**What to do**
Below are records. Copy every line with "struct" in it.
··· Excerpted data
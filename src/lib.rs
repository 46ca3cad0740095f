//! Ticket Surge - scenario-based load testing for the ticket service
//!
//! A run is described by [`options::LoadOptions`]: named scenarios, each an
//! executor (constant or ramping virtual users) bound to one entry journey,
//! plus pass/fail thresholds over the aggregated metrics.
//!
//! # Architecture
//!
//! - **Options**: scenario definitions, TOML loading and validation
//! - **Journeys**: the per-iteration user flows (browse, purchase, validate)
//! - **Target**: the HTTP seam the journeys send requests through
//! - **Runner**: scenario scheduling and virtual-user tasks
//! - **Metrics**: sample collection and aggregation
//! - **Thresholds**: `p(95)<2000`-style expressions and their evaluation
//! - **Output**: console summary plus JSON, CSV and Excel exports

pub mod cli;
pub mod journeys;
pub mod metrics;
pub mod options;
pub mod output;
pub mod runner;
pub mod target;
pub mod thresholds;

pub use metrics::{AggregatedMetrics, MetricsCollector};
pub use options::LoadOptions;
pub use runner::{LoadRunner, RunOutcome, ShutdownHandle};
pub use target::{HttpTarget, Target};
pub use thresholds::{Threshold, ThresholdReport};
//! Target VU count over time for ramping executors

use crate::options::Stage;
use std::time::Duration;

/// Piecewise-linear VU schedule
#[derive(Debug, Clone, PartialEq, Eq)]
pub struct RampSchedule {
    start_vus: u32,
    stages: Vec<Stage>,
}

impl RampSchedule {
    pub fn new(start_vus: u32, stages: Vec<Stage>) -> Self {
        Self { start_vus, stages }
    }

    pub fn total_duration(&self) -> Duration {
        self.stages.iter().map(|s| s.duration).sum()
    }

    /// VUs that should be active `elapsed` after the scenario started
    ///
    /// Within a stage the count moves linearly from the previous stage's
    /// target (or `start_vus` for the first stage) toward this stage's target.
    /// Zero-length stages jump straight to their target. Past the last stage
    /// the final target holds.
    pub fn target_at(&self, elapsed: Duration) -> u32 {
        let mut stage_start = Duration::ZERO;
        let mut previous = self.start_vus;

        for stage in &self.stages {
            let stage_end = stage_start + stage.duration;
            if elapsed < stage_end {
                let progress = (elapsed - stage_start).as_secs_f64() / stage.duration.as_secs_f64();
                let diff = stage.target as f64 - previous as f64;
                return (previous as f64 + diff * progress).floor().max(0.0) as u32;
            }
            stage_start = stage_end;
            previous = stage.target;
        }

        previous
    }
}
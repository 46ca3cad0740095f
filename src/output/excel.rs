//! Excel export functionality

use crate::runner::RunOutcome;
use anyhow::Result;
use rust_xlsxwriter::*;

pub struct ExcelExporter;

impl ExcelExporter {
    /// Export a run to an Excel workbook with Summary, Scenarios and Raw Data sheets
    pub fn export(outcome: &RunOutcome, path: &str) -> Result<()> {
        let mut workbook = Workbook::new();

        let summary_sheet = workbook.add_worksheet();
        summary_sheet.set_name("Summary")?;
        Self::write_summary(summary_sheet, outcome)?;

        let scenario_sheet = workbook.add_worksheet();
        scenario_sheet.set_name("Scenarios")?;
        Self::write_scenarios(scenario_sheet, outcome)?;

        let raw_sheet = workbook.add_worksheet();
        raw_sheet.set_name("Raw Data")?;
        Self::write_raw_data(raw_sheet, outcome)?;

        workbook.save(path)?;
        Ok(())
    }

    fn write_summary(sheet: &mut Worksheet, outcome: &RunOutcome) -> Result<()> {
        let agg = &outcome.metrics;
        let d = &agg.http_req_duration;

        let bold = Format::new().set_bold();
        let number_format = Format::new().set_num_format("0.00");

        sheet.write_with_format(0, 0, "Metric", &bold)?;
        sheet.write_with_format(0, 1, "Value", &bold)?;

        let rows: [(&str, f64); 17] = [
            ("HTTP Requests", agg.http_reqs as f64),
            ("Requests/Second", agg.http_reqs_per_sec),
            ("Failed Requests", agg.http_req_failed as f64),
            ("Failed Rate (%)", agg.http_req_failed_rate * 100.0),
            ("Avg Duration (ms)", d.avg),
            ("Min Duration (ms)", d.min),
            ("Median Duration (ms)", d.med),
            ("Max Duration (ms)", d.max),
            ("P90 Duration (ms)", d.p90),
            ("P95 Duration (ms)", d.p95),
            ("P99 Duration (ms)", d.p99),
            ("Checks Passed", agg.checks_passed as f64),
            ("Checks Failed", agg.checks_failed as f64),
            ("Checks Rate (%)", agg.checks_rate * 100.0),
            ("Iterations", agg.iterations as f64),
            ("Interrupted Iterations", agg.interrupted_iterations as f64),
            ("Elapsed (s)", agg.elapsed_secs),
        ];

        let mut row = 1u32;
        for (label, value) in rows {
            sheet.write(row, 0, label)?;
            sheet.write_with_format(row, 1, value, &number_format)?;
            row += 1;
        }

        if !outcome.thresholds.outcomes.is_empty() {
            row += 1;
            sheet.write_with_format(row, 0, "Threshold", &bold)?;
            sheet.write_with_format(row, 1, "Observed", &bold)?;
            sheet.write_with_format(row, 2, "Result", &bold)?;
            row += 1;

            for threshold in &outcome.thresholds.outcomes {
                sheet.write(
                    row,
                    0,
                    format!("{} {}", threshold.metric.as_str(), threshold.expression),
                )?;
                sheet.write_with_format(row, 1, threshold.observed, &number_format)?;
                sheet.write(row, 2, if threshold.passed { "PASS" } else { "FAIL" })?;
                row += 1;
            }
        }

        sheet.set_column_width(0, 28)?;
        sheet.set_column_width(1, 15)?;

        Ok(())
    }

    fn write_scenarios(sheet: &mut Worksheet, outcome: &RunOutcome) -> Result<()> {
        let bold = Format::new().set_bold();
        let number_format = Format::new().set_num_format("0.00");

        let headers = [
            "Scenario",
            "Iterations",
            "Interrupted",
            "Requests",
            "Failed",
            "Avg (ms)",
            "P95 (ms)",
            "Checks Passed",
            "Checks Failed",
        ];
        for (col, header) in headers.iter().enumerate() {
            sheet.write_with_format(0, col as u16, *header, &bold)?;
        }

        for (idx, (name, scenario)) in outcome.metrics.scenarios.iter().enumerate() {
            let row = (idx + 1) as u32;
            sheet.write(row, 0, name.as_str())?;
            sheet.write(row, 1, scenario.iterations as f64)?;
            sheet.write(row, 2, scenario.interrupted_iterations as f64)?;
            sheet.write(row, 3, scenario.http_reqs as f64)?;
            sheet.write(row, 4, scenario.http_req_failed as f64)?;
            sheet.write_with_format(row, 5, scenario.http_req_duration.avg, &number_format)?;
            sheet.write_with_format(row, 6, scenario.http_req_duration.p95, &number_format)?;
            sheet.write(row, 7, scenario.checks_passed as f64)?;
            sheet.write(row, 8, scenario.checks_failed as f64)?;
        }

        sheet.set_column_width(0, 22)?;
        Ok(())
    }

    fn write_raw_data(sheet: &mut Worksheet, outcome: &RunOutcome) -> Result<()> {
        let bold = Format::new().set_bold();

        let headers = [
            "Request #",
            "Timestamp",
            "Scenario",
            "VU",
            "Method",
            "Name",
            "Status",
            "Duration (ms)",
            "Failed",
            "Error Message",
        ];
        for (col, header) in headers.iter().enumerate() {
            sheet.write_with_format(0, col as u16, *header, &bold)?;
        }

        for (idx, request) in outcome.collector.requests().enumerate() {
            let row = (idx + 1) as u32;
            sheet.write(row, 0, (idx + 1) as f64)?;
            sheet.write(row, 1, request.timestamp.to_rfc3339())?;
            sheet.write(row, 2, request.scenario.as_str())?;
            sheet.write(row, 3, request.vu as f64)?;
            sheet.write(row, 4, request.method.as_str())?;
            sheet.write(row, 5, request.name.as_str())?;
            sheet.write(row, 6, request.status as f64)?;
            sheet.write(row, 7, request.duration_ms)?;
            sheet.write(row, 8, request.failed())?;
            if let Some(error) = &request.error {
                sheet.write(row, 9, error.as_str())?;
            }
        }

        sheet.set_column_width(1, 28)?;
        sheet.set_column_width(5, 22)?;
        Ok(())
    }
}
······
**Task solution**
pub struct RampSchedule {
pub struct ExcelExporter;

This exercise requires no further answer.